EXERCISE DETAILS: Your task is to copy each line of the material that includes "theta".

AVAILABLE RECORDS:
* * * * *
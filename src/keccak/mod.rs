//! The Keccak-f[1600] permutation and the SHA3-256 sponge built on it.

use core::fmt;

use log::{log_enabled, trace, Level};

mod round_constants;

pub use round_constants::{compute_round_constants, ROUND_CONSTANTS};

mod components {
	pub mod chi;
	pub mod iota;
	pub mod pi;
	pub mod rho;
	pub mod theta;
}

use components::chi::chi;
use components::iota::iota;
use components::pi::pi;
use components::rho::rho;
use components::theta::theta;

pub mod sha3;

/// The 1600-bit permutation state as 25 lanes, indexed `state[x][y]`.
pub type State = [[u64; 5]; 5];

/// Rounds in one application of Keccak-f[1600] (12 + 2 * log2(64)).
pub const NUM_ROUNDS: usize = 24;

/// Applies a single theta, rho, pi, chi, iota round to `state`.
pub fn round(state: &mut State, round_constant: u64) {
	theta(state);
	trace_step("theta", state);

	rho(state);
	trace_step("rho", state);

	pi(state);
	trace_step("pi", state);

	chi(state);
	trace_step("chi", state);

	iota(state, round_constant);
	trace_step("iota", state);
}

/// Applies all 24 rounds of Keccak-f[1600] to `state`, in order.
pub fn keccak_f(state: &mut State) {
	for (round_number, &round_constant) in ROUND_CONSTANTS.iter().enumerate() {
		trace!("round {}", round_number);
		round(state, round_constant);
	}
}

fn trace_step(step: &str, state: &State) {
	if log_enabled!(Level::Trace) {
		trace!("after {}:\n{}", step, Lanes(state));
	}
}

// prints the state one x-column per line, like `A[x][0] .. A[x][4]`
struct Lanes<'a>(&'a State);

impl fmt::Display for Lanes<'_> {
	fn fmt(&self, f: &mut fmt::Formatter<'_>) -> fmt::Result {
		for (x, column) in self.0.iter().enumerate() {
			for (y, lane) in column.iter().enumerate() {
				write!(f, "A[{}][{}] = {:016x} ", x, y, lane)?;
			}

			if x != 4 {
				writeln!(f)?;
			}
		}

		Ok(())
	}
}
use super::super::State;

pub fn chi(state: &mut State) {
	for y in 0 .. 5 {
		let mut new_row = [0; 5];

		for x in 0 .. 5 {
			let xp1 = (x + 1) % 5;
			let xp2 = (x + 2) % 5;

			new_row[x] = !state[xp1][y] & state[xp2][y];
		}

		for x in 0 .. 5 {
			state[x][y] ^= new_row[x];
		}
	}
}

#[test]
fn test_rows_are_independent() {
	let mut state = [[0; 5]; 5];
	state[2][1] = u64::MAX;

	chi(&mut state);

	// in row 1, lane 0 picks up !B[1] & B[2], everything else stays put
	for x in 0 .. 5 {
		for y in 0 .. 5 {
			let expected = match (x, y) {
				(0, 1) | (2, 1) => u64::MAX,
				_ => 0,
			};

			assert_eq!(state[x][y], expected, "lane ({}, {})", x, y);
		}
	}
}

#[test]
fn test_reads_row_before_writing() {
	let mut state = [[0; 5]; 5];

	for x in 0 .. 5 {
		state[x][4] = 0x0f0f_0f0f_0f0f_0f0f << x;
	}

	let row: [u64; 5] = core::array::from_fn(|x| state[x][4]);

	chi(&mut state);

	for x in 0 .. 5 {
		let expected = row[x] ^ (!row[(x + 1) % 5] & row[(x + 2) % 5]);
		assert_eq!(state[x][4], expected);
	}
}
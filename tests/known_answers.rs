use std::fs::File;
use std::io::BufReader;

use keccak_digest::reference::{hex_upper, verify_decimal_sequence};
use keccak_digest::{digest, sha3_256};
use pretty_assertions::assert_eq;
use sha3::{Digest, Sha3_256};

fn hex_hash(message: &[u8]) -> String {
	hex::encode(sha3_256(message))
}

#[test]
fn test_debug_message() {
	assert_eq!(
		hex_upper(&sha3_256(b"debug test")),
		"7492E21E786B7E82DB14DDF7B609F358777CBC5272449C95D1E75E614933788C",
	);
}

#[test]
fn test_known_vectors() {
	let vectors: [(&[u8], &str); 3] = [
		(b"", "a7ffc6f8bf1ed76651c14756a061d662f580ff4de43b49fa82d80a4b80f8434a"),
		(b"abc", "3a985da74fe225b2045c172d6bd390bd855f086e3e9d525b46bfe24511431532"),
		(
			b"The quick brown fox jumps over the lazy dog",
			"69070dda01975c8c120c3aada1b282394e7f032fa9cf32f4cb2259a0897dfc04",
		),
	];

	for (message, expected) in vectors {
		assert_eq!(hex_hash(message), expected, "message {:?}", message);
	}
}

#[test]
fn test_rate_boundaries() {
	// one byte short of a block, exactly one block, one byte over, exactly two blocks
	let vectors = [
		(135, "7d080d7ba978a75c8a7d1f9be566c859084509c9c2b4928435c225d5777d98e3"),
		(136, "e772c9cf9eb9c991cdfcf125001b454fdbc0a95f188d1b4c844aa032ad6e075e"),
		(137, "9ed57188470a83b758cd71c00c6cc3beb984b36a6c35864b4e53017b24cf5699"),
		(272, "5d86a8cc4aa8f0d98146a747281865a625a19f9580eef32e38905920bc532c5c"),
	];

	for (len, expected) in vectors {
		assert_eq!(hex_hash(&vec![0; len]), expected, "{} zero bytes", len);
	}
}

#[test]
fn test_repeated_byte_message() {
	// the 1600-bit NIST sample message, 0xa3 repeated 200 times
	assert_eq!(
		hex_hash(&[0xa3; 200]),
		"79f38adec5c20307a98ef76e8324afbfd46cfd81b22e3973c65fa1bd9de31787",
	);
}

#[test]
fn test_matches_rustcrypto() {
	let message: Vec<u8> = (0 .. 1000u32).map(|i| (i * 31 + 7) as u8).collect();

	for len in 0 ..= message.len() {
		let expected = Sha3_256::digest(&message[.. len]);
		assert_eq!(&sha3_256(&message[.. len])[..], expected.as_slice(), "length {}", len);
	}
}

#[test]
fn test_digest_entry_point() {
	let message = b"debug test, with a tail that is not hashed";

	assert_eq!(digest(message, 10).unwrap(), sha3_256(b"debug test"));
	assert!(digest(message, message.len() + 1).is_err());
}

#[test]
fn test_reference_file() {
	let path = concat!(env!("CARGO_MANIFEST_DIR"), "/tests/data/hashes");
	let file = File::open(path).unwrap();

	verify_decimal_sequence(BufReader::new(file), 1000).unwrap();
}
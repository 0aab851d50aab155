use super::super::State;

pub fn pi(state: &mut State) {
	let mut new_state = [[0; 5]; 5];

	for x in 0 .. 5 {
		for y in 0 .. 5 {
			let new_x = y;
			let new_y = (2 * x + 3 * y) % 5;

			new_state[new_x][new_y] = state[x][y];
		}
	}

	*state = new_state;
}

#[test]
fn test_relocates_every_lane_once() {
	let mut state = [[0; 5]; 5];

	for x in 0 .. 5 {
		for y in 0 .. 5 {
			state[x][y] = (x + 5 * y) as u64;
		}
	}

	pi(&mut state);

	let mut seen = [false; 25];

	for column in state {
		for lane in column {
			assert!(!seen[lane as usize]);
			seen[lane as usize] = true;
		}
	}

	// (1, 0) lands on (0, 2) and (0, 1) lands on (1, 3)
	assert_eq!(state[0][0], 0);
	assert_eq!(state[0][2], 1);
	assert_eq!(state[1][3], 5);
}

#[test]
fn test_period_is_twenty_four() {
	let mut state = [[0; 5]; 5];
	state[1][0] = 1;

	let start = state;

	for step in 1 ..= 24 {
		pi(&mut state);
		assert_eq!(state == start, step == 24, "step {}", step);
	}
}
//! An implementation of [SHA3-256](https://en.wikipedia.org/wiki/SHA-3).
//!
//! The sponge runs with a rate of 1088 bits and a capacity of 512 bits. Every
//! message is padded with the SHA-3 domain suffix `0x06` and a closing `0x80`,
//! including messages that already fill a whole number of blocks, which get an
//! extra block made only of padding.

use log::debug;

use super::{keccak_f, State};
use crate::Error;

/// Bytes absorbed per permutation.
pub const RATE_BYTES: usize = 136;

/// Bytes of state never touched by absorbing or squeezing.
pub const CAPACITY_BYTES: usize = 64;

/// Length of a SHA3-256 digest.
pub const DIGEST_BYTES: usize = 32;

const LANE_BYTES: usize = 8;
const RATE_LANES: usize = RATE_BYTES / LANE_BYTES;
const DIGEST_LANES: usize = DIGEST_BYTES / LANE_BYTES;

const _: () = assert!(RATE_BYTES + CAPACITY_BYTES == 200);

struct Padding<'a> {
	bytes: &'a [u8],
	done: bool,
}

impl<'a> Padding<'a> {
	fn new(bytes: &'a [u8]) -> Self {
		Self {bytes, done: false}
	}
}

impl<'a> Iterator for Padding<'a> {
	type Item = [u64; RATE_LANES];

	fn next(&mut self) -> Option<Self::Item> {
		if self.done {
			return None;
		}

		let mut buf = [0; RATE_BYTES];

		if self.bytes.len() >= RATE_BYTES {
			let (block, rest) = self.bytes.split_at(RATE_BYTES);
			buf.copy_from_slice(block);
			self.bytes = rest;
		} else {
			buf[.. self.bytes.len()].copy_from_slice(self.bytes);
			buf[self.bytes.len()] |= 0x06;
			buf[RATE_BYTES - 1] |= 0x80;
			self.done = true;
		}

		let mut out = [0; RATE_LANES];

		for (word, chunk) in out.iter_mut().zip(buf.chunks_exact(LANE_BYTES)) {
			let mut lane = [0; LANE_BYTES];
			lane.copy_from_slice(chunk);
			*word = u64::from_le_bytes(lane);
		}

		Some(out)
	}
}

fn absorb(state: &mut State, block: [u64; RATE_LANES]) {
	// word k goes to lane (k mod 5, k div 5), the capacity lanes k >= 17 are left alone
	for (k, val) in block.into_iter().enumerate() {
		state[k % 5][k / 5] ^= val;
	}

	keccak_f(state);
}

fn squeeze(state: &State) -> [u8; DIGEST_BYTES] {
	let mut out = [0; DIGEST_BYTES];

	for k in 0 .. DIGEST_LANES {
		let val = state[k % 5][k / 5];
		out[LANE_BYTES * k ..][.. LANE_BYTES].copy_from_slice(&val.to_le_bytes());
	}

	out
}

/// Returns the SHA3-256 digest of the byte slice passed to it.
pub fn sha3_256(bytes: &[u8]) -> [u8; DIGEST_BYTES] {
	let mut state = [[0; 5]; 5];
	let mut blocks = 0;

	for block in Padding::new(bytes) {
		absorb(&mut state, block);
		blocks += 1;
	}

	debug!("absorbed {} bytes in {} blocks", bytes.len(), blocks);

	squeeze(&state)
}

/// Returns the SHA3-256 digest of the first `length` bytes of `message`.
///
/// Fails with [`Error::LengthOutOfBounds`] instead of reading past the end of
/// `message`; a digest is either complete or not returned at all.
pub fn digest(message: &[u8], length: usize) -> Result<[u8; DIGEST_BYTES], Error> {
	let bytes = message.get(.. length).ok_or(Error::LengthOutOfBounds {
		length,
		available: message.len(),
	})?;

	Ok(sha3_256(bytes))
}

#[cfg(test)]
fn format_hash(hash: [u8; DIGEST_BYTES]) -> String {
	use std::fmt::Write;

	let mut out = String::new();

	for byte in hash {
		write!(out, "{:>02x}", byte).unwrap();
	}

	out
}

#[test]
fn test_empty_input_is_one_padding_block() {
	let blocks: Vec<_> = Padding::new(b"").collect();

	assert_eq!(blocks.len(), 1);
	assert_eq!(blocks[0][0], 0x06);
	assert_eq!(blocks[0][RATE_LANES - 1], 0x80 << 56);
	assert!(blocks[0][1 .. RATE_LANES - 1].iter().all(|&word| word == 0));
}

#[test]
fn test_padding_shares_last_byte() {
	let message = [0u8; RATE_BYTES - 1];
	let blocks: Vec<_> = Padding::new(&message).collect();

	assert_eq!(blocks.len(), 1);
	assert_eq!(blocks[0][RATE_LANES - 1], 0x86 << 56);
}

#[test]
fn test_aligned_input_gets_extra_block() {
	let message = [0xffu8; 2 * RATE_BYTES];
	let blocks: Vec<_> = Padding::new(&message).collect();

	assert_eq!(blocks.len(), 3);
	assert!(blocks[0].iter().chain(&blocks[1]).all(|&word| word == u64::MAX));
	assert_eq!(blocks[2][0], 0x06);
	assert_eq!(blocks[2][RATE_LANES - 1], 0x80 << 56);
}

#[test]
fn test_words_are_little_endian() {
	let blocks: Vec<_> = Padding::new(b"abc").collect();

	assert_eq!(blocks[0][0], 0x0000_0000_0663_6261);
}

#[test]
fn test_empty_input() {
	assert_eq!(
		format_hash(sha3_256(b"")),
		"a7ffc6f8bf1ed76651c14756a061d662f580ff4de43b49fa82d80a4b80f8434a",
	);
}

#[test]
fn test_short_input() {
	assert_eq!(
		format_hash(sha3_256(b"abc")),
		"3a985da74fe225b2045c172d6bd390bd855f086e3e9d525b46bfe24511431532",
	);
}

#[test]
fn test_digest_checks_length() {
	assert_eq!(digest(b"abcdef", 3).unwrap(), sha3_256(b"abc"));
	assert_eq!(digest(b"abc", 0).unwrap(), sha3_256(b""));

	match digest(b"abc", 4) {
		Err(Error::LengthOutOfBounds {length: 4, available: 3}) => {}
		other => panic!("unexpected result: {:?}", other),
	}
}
* * * * *
FINISHED EXERCISE:
	pub mod theta;
use components::theta::theta;
/// Applies a single theta, rho, pi, chi, iota round to `state`.
	theta(state);
	trace_step("theta", state);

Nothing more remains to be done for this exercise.